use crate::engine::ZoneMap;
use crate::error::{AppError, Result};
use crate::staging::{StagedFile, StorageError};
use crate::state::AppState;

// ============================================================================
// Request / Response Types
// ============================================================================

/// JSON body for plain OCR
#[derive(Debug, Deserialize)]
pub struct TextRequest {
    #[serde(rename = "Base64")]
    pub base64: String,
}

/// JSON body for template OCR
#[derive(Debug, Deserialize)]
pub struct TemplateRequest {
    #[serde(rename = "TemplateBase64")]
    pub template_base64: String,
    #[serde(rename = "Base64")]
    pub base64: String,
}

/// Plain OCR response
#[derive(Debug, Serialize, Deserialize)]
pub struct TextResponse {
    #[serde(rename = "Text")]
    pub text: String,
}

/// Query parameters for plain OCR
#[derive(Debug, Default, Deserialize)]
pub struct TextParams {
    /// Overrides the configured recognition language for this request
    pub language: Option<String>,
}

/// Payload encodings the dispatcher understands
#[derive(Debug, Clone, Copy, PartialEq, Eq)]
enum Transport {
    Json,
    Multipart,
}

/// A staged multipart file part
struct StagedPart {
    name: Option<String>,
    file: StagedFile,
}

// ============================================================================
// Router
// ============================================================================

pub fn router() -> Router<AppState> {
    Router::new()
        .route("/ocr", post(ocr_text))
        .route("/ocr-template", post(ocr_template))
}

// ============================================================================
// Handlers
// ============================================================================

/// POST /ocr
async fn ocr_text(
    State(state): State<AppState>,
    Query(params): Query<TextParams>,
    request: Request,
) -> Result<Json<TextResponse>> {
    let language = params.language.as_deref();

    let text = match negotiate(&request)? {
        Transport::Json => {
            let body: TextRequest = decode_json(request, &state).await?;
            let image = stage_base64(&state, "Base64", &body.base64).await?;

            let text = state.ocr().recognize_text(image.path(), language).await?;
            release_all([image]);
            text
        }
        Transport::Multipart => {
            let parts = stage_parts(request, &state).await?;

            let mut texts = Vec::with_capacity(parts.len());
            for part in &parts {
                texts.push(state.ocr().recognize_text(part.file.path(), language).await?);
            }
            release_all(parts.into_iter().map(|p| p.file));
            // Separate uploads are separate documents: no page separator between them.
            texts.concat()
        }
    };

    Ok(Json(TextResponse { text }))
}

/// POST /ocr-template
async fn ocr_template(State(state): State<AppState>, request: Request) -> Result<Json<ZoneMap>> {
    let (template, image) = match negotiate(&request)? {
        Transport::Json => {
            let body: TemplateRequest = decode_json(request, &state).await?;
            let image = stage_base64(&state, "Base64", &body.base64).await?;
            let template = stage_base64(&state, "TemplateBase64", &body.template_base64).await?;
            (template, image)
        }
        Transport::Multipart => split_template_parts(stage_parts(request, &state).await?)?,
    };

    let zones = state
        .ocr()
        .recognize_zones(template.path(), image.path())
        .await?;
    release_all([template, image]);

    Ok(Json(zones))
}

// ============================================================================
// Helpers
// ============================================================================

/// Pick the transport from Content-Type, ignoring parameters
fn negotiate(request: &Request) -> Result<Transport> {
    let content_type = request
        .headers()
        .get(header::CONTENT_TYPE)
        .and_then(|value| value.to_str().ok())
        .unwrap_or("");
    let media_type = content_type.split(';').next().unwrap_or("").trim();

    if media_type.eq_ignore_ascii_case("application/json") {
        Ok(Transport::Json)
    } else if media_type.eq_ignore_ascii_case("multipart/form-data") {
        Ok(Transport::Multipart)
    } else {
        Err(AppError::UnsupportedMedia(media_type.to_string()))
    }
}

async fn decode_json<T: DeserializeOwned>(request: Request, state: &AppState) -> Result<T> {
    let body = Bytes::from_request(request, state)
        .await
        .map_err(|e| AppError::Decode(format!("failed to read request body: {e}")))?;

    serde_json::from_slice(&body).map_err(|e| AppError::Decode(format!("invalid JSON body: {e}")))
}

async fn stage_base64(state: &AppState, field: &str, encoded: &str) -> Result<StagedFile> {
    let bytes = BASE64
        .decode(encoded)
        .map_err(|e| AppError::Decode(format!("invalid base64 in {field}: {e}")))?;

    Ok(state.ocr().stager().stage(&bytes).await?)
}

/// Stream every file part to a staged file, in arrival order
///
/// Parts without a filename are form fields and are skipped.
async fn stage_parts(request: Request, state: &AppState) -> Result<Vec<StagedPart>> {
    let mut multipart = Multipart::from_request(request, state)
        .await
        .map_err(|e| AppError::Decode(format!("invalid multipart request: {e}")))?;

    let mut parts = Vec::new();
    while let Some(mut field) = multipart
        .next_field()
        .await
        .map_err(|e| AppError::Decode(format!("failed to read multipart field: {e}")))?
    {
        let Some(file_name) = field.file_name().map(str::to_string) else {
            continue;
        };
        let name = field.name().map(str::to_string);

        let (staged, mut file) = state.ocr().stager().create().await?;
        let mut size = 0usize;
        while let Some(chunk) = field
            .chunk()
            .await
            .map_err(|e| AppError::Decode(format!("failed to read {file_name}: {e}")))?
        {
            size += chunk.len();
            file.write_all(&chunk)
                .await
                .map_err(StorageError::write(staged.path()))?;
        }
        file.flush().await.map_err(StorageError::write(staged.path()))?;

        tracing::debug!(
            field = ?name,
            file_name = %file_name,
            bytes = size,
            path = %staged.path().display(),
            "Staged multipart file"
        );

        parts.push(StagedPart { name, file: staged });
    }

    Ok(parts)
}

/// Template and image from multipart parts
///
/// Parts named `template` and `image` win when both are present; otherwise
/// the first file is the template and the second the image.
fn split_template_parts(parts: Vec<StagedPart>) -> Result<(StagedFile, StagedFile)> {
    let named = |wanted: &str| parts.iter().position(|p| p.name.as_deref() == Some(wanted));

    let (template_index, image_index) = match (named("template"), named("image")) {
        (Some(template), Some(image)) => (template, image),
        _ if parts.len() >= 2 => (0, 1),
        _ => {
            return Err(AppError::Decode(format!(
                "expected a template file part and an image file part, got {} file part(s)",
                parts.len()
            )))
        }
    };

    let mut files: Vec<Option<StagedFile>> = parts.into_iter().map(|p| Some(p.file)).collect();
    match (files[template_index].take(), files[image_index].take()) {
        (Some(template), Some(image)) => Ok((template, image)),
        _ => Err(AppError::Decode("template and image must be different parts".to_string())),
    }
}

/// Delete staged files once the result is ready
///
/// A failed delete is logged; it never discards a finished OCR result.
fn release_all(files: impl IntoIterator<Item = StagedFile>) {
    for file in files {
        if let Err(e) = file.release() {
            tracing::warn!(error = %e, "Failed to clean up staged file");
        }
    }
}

::::::::::

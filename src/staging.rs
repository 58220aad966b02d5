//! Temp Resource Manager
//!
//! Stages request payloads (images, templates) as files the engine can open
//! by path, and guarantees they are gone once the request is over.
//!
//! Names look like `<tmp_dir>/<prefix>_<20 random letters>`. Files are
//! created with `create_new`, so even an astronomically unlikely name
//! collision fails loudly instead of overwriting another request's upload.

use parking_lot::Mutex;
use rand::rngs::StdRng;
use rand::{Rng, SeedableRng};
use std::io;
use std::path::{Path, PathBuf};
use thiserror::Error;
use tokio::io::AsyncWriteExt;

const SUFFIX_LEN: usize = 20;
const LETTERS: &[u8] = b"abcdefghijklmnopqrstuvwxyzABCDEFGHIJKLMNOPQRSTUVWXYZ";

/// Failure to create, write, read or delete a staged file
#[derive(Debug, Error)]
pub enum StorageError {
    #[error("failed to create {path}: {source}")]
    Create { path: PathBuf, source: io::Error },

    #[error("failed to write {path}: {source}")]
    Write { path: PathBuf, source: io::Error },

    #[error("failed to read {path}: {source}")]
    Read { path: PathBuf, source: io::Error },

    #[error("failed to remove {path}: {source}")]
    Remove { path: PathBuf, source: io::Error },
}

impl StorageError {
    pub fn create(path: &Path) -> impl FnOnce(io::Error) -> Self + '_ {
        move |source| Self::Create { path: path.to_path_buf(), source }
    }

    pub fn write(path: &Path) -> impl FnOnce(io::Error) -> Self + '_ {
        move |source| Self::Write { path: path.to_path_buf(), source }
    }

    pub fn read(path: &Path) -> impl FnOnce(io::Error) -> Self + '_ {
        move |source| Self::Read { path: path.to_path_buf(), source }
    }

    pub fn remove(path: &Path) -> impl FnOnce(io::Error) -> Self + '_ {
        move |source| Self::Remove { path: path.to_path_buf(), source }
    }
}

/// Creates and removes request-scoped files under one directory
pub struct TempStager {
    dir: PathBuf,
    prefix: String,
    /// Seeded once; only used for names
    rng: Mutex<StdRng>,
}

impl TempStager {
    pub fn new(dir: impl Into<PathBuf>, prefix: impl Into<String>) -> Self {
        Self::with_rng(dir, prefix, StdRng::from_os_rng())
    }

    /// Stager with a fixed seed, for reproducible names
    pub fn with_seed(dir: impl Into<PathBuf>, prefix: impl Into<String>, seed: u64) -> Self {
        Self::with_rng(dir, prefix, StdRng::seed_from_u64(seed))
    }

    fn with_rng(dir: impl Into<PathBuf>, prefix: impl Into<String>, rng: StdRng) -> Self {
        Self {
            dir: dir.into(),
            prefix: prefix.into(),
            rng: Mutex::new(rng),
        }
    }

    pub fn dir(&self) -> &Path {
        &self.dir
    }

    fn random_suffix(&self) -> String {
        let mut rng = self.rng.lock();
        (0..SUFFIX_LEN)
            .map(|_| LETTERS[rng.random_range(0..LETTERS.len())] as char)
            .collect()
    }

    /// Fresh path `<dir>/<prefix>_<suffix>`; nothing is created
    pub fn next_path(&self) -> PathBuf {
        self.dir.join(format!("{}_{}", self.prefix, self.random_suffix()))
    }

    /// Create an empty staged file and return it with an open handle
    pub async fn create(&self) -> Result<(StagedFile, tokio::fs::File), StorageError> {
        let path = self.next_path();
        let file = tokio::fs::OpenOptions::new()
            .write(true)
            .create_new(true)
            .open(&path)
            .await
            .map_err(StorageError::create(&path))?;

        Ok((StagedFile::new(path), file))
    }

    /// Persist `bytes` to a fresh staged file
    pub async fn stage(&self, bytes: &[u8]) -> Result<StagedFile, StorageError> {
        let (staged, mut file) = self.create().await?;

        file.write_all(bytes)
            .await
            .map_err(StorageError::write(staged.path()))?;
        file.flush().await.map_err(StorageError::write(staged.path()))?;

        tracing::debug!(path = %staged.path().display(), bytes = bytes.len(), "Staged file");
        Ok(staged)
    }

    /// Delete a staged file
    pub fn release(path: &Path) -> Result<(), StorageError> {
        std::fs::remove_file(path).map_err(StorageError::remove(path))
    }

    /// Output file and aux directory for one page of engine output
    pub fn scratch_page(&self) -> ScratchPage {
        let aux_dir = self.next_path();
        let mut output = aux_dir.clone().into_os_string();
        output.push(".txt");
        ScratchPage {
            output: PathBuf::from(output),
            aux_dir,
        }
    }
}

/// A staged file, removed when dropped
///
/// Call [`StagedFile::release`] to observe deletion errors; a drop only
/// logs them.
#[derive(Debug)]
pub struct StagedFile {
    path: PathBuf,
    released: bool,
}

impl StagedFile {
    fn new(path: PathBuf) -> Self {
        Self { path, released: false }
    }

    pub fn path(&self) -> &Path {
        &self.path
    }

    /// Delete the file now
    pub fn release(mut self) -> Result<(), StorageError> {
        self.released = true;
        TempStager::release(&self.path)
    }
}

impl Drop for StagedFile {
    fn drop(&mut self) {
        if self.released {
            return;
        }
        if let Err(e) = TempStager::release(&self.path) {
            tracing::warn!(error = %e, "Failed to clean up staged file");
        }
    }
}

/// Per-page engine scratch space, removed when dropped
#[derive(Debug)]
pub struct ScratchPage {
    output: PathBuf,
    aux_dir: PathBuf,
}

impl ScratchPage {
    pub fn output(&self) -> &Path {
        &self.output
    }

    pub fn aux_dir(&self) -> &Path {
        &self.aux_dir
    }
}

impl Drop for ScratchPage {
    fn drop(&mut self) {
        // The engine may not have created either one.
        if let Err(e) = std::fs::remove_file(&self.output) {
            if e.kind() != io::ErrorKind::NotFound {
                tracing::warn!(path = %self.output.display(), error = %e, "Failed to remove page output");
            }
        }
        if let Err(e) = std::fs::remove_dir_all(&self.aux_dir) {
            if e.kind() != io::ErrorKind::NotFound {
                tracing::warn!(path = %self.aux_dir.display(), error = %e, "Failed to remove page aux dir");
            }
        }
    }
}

::::::::::

__What the task asks__: Your answer should consist solely of the lines above from the line with "fn random_suffix(&self) ->" to the line with "nothing is created", both included, reproduced exactly.

__Task answer__:
    fn random_suffix(&self) -> String {
        let mut rng = self.rng.lock();
        (0..SUFFIX_LEN)
            .map(|_| LETTERS[rng.random_range(0..LETTERS.len())] as char)
            .collect()
    }

    /// Fresh path `<dir>/<prefix>_<suffix>`; nothing is created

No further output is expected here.